DATA RECORDS:
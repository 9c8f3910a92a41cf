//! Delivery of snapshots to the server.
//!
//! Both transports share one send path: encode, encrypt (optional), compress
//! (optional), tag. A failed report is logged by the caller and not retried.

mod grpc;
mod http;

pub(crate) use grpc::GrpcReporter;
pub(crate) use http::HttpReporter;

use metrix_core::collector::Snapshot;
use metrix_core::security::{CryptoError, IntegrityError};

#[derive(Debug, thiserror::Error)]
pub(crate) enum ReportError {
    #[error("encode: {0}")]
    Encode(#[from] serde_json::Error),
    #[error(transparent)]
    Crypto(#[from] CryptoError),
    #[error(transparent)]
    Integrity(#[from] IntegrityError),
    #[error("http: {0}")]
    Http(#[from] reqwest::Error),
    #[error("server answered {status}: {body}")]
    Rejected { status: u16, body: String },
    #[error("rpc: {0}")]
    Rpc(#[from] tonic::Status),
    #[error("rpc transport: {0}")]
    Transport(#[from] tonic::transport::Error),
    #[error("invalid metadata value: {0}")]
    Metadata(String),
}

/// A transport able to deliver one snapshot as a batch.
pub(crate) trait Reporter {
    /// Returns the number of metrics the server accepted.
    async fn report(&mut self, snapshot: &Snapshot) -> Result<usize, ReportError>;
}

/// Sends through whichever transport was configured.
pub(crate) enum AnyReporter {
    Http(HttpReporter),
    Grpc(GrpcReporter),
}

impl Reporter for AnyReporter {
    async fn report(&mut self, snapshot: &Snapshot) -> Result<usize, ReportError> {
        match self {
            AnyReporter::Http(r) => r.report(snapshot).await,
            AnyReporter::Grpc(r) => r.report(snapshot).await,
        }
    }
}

---

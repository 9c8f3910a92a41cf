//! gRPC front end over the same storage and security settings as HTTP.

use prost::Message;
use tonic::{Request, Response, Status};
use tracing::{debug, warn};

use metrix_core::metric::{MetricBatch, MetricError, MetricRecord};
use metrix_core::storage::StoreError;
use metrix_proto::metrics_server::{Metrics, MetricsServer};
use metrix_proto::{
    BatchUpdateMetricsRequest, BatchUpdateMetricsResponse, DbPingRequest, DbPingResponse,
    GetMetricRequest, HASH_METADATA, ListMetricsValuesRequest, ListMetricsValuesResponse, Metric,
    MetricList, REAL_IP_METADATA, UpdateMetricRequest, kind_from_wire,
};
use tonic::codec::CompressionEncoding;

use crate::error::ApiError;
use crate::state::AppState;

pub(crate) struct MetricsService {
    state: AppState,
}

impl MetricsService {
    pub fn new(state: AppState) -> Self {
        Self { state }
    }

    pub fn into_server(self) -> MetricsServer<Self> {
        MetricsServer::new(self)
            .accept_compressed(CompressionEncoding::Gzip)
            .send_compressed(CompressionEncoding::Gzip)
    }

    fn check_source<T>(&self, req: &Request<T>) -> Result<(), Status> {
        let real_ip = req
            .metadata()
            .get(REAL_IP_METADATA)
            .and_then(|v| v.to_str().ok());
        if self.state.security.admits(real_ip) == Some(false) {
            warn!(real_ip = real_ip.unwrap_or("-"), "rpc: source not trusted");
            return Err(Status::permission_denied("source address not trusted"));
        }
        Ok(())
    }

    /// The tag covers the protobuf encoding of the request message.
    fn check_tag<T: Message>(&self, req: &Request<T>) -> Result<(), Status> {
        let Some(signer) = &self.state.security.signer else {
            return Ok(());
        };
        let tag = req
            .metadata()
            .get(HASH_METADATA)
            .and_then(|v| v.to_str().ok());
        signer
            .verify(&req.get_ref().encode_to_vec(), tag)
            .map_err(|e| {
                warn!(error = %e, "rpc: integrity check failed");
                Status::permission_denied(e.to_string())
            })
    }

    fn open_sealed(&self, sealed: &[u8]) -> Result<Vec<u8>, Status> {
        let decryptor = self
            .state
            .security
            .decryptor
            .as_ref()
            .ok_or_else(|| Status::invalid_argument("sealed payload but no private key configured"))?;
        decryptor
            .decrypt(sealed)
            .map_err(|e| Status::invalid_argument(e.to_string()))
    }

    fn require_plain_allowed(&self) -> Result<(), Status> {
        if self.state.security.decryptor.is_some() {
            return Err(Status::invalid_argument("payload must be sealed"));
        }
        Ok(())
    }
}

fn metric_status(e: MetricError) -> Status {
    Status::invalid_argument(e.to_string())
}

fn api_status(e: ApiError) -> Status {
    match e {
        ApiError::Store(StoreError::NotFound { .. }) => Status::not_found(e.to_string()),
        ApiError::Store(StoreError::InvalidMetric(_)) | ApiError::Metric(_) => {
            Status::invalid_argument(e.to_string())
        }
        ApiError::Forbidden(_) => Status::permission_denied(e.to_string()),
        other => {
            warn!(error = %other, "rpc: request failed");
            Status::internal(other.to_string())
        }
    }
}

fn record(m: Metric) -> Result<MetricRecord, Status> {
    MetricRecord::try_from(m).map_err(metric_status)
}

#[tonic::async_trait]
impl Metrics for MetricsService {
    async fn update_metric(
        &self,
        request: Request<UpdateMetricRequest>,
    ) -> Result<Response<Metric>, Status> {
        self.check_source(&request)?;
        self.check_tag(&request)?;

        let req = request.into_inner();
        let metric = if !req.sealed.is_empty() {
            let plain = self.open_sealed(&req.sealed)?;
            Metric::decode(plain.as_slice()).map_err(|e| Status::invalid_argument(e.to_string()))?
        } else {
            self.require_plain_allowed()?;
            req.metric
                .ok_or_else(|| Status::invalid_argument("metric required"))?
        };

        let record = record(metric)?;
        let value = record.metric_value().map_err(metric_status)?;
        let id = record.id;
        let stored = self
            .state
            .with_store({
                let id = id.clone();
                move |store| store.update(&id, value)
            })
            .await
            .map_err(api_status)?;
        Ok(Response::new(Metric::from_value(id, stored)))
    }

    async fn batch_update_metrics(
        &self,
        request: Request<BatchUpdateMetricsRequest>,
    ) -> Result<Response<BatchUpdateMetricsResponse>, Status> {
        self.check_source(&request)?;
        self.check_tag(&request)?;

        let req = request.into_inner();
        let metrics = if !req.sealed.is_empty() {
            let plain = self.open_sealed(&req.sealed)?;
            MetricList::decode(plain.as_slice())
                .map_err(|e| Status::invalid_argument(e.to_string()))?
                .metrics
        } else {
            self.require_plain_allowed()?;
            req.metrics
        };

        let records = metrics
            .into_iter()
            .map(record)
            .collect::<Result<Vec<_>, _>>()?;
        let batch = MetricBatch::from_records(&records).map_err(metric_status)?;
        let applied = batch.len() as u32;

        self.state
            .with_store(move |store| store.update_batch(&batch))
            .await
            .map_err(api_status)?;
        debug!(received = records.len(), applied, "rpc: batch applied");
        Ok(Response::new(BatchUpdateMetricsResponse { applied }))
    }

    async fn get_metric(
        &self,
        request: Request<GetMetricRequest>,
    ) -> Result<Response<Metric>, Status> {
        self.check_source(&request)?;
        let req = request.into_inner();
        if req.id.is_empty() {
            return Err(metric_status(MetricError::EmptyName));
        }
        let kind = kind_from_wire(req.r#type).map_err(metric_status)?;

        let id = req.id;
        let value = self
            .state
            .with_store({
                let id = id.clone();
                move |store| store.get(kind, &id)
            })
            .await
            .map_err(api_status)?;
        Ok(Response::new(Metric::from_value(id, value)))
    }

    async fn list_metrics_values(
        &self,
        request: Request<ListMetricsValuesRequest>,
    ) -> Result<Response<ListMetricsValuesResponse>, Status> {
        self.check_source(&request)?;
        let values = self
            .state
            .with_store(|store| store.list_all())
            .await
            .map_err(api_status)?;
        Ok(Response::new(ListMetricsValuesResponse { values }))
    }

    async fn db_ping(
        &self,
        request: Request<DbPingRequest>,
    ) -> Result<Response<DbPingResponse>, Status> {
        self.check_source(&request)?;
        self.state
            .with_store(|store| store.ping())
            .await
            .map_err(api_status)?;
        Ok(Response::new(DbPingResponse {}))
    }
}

--

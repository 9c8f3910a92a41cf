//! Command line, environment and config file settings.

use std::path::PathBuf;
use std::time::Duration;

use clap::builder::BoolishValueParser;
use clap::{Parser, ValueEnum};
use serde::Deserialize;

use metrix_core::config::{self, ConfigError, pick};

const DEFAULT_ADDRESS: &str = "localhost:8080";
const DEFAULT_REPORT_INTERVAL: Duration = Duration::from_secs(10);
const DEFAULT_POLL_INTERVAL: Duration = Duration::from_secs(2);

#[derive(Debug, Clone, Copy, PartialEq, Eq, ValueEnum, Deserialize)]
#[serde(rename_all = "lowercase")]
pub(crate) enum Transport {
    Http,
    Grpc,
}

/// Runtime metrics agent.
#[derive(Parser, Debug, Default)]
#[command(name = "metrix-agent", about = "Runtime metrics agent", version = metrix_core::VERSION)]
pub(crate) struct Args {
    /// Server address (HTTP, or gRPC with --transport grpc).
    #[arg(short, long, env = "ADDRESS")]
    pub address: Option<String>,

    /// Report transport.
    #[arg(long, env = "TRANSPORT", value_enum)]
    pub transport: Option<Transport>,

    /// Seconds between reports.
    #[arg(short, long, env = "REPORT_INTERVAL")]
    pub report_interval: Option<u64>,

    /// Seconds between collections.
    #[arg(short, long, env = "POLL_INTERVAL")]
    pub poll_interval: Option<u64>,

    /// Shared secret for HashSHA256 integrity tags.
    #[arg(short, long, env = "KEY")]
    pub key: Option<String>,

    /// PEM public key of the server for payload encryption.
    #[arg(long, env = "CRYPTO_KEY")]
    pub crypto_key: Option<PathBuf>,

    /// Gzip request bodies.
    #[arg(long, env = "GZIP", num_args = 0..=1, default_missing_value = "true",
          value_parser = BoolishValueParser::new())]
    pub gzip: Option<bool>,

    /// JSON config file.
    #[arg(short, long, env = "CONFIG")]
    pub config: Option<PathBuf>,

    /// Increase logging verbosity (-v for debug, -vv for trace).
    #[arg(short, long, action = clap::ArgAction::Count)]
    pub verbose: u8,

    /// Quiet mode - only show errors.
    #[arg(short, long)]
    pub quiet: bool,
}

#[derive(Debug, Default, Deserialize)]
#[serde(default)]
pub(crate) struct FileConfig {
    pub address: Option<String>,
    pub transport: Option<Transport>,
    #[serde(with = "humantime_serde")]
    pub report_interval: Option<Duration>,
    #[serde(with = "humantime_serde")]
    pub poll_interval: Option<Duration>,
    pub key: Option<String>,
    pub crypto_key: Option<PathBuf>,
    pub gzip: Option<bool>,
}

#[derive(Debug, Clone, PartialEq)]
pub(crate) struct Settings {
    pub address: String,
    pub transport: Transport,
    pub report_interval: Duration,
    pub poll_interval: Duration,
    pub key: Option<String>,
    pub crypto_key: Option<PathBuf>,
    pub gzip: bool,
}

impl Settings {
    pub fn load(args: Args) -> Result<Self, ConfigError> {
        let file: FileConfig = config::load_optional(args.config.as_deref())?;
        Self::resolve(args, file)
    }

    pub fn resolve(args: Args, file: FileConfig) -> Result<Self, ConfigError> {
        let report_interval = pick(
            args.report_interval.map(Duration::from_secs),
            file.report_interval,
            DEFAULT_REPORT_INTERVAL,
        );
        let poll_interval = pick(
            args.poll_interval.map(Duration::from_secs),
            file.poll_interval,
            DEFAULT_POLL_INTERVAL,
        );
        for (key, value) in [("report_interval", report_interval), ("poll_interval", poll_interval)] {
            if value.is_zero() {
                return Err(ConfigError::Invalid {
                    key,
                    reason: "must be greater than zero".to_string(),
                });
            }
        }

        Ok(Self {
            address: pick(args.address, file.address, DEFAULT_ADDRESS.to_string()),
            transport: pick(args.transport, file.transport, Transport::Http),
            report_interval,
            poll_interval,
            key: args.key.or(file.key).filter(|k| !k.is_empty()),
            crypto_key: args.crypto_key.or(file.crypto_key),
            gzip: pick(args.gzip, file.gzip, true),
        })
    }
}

WHAT TO DO: Only a number is expected in reply: how many lines of the entries hold the word "UpdateMetricRequest"?

RESPONSE AREA: 2